Go over each line of the entries below, count those with "GraphOptimizationLevel", and give only the count.

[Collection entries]
◇ ◇ ◇ ◇ ◇

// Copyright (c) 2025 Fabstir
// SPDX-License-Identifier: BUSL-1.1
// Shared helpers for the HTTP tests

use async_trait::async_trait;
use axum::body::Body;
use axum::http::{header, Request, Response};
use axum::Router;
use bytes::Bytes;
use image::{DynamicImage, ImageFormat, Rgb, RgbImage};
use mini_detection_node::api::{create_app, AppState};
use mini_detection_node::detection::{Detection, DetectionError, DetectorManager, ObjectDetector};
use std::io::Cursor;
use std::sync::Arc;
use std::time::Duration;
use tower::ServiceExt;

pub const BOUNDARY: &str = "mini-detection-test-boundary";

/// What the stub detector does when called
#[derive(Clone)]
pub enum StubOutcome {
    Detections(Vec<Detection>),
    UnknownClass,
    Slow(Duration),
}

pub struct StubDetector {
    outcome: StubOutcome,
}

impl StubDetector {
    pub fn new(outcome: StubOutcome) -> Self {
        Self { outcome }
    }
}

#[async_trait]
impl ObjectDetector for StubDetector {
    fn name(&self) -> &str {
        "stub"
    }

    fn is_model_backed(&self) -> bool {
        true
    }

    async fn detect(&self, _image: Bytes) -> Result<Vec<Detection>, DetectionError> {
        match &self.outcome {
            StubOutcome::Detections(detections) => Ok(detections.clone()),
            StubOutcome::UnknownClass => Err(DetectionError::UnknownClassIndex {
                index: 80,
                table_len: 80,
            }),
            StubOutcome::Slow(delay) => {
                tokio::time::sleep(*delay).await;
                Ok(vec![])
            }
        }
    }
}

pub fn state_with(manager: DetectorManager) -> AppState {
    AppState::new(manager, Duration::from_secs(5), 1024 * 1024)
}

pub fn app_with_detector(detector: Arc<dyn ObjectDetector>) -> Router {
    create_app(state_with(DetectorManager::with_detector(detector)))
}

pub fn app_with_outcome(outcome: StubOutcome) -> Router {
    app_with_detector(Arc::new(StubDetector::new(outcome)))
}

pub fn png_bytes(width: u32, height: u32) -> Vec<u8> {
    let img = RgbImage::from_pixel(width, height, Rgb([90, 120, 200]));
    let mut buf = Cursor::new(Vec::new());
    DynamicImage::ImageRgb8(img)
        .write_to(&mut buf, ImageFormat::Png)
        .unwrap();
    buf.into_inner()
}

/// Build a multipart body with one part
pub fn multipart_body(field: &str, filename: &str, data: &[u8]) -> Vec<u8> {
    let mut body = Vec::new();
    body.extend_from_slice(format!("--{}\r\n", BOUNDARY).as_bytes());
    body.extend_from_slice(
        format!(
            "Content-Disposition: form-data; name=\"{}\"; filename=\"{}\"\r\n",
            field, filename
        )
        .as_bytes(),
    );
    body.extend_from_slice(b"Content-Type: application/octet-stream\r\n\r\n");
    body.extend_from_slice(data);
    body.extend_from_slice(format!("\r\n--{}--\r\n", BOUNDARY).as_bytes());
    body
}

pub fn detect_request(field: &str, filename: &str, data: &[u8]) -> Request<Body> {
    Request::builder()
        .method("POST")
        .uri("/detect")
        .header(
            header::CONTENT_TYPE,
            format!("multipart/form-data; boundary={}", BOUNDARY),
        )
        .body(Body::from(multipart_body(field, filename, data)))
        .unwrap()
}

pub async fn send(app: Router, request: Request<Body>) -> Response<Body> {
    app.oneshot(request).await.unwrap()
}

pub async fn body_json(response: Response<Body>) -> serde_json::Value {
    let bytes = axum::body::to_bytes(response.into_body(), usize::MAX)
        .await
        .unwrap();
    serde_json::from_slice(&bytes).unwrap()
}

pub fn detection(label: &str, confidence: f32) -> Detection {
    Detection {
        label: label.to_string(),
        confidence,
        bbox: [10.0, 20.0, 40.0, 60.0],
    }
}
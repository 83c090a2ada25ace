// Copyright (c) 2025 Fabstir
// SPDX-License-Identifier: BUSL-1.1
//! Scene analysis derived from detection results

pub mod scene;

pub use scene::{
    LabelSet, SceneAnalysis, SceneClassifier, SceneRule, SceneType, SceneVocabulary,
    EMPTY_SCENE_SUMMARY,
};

◇ ◇ ◇ ◇ ◇

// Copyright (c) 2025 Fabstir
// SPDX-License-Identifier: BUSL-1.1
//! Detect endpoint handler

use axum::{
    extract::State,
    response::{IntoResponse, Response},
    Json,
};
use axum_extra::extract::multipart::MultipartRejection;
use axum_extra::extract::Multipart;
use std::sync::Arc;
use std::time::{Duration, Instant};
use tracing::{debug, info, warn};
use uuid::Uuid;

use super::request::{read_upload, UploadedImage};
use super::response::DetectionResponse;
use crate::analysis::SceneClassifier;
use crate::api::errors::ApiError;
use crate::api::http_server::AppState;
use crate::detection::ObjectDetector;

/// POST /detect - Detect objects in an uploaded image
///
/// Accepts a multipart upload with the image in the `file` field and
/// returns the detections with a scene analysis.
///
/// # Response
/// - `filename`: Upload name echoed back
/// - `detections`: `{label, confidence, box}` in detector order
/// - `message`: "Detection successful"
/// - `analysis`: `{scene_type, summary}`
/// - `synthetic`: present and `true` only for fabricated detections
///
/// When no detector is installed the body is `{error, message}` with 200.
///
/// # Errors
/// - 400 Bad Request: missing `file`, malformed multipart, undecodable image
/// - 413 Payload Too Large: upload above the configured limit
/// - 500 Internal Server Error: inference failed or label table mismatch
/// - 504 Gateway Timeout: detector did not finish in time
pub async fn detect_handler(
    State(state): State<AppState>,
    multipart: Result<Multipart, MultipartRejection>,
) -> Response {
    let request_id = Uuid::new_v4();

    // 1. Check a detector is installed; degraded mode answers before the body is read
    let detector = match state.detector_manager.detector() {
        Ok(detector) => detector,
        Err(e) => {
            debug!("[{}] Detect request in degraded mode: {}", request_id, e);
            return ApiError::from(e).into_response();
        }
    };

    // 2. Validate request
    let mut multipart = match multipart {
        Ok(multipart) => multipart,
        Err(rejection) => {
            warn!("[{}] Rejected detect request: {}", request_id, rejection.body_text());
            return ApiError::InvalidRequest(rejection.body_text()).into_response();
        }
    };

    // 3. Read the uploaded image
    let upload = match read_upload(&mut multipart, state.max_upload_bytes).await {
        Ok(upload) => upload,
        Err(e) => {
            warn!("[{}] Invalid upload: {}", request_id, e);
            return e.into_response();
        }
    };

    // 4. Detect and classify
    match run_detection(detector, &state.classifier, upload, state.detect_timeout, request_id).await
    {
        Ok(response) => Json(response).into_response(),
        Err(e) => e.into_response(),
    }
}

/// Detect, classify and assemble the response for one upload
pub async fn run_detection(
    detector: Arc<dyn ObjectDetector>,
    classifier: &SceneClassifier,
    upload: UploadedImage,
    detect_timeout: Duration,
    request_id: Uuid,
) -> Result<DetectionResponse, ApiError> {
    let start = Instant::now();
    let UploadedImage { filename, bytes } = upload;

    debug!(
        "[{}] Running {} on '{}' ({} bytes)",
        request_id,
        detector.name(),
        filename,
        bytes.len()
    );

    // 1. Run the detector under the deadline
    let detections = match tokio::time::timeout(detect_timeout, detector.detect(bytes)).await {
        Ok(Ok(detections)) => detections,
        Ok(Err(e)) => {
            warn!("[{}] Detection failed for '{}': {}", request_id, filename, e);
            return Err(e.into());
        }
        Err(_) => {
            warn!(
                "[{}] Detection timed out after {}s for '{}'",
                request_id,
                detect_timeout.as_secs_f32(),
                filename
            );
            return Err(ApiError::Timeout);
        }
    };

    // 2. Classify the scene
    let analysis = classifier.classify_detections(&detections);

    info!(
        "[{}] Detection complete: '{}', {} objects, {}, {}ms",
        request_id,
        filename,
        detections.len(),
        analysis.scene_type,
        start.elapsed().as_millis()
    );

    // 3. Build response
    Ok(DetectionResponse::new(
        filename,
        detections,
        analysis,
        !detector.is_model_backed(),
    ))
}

◇ ◇ ◇ ◇ ◇

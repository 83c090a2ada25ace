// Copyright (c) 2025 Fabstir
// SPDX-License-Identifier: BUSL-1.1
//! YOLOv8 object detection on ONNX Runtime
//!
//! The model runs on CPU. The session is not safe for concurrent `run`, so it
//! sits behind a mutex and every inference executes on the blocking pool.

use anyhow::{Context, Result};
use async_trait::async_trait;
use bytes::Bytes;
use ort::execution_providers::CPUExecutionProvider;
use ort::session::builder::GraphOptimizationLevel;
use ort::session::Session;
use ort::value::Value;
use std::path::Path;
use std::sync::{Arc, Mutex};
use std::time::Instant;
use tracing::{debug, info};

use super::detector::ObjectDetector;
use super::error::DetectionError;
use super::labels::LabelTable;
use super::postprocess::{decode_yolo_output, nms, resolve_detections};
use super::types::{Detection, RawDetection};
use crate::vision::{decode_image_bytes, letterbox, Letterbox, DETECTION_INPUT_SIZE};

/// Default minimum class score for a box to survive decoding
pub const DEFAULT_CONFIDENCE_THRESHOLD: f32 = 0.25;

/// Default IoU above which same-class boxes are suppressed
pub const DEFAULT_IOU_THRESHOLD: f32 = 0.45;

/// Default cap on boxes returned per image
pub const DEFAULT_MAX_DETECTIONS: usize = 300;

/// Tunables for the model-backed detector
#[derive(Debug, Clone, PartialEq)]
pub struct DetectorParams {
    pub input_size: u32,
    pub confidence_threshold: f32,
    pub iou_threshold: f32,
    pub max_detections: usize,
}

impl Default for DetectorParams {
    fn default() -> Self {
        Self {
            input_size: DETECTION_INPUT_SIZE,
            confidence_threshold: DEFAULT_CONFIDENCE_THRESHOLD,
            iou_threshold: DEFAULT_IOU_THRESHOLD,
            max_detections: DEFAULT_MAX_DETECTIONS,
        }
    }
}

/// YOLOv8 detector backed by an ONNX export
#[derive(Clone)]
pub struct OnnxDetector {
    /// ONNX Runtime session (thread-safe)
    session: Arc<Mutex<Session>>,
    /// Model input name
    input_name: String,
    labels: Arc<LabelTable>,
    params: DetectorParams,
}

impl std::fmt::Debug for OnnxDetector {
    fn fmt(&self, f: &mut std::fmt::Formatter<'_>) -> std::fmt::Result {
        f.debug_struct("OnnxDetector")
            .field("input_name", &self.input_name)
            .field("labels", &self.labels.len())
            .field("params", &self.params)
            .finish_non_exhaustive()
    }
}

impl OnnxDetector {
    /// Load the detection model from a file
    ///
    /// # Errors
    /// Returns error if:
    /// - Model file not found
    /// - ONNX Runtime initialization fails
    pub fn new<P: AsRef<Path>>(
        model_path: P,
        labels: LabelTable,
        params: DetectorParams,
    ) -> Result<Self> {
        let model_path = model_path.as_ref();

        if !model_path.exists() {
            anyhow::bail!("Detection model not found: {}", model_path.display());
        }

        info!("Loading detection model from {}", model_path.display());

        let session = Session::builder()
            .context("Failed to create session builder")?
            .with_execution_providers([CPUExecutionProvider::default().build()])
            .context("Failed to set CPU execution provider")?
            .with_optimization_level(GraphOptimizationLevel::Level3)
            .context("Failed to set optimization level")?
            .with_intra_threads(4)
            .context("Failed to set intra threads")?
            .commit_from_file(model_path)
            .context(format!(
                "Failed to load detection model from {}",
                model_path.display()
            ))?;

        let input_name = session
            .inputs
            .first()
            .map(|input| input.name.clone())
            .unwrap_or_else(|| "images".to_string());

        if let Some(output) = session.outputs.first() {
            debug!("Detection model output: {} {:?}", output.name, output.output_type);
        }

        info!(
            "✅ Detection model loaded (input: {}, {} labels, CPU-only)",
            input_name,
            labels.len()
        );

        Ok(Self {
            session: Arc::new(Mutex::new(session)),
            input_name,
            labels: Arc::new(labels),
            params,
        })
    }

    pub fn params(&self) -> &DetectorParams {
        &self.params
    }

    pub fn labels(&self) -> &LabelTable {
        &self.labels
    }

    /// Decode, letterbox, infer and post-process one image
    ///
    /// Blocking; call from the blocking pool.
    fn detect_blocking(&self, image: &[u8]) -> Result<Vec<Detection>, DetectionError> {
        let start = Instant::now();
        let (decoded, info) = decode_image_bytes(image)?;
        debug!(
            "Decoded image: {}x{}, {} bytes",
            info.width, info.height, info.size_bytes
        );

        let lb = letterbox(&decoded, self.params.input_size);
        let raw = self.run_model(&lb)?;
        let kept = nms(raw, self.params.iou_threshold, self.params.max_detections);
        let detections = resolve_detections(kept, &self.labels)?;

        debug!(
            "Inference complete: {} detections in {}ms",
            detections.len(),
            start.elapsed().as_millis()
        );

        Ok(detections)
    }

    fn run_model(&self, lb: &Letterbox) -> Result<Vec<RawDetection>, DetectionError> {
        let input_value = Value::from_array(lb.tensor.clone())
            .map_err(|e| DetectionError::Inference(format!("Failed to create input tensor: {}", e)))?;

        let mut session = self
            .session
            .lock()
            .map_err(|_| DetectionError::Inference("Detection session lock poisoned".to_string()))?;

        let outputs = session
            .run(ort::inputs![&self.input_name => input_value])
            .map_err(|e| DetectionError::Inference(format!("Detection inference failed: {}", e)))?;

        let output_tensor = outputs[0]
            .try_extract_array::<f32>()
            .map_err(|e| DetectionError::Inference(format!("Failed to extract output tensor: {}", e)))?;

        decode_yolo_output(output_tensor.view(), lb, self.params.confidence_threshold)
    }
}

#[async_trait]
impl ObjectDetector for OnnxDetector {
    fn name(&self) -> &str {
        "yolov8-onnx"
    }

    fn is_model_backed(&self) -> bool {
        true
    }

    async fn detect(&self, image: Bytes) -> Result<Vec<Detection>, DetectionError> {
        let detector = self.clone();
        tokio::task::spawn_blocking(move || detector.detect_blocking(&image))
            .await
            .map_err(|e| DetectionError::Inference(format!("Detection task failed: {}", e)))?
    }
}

◇ ◇ ◇ ◇ ◇

Reply to the exercise :: 2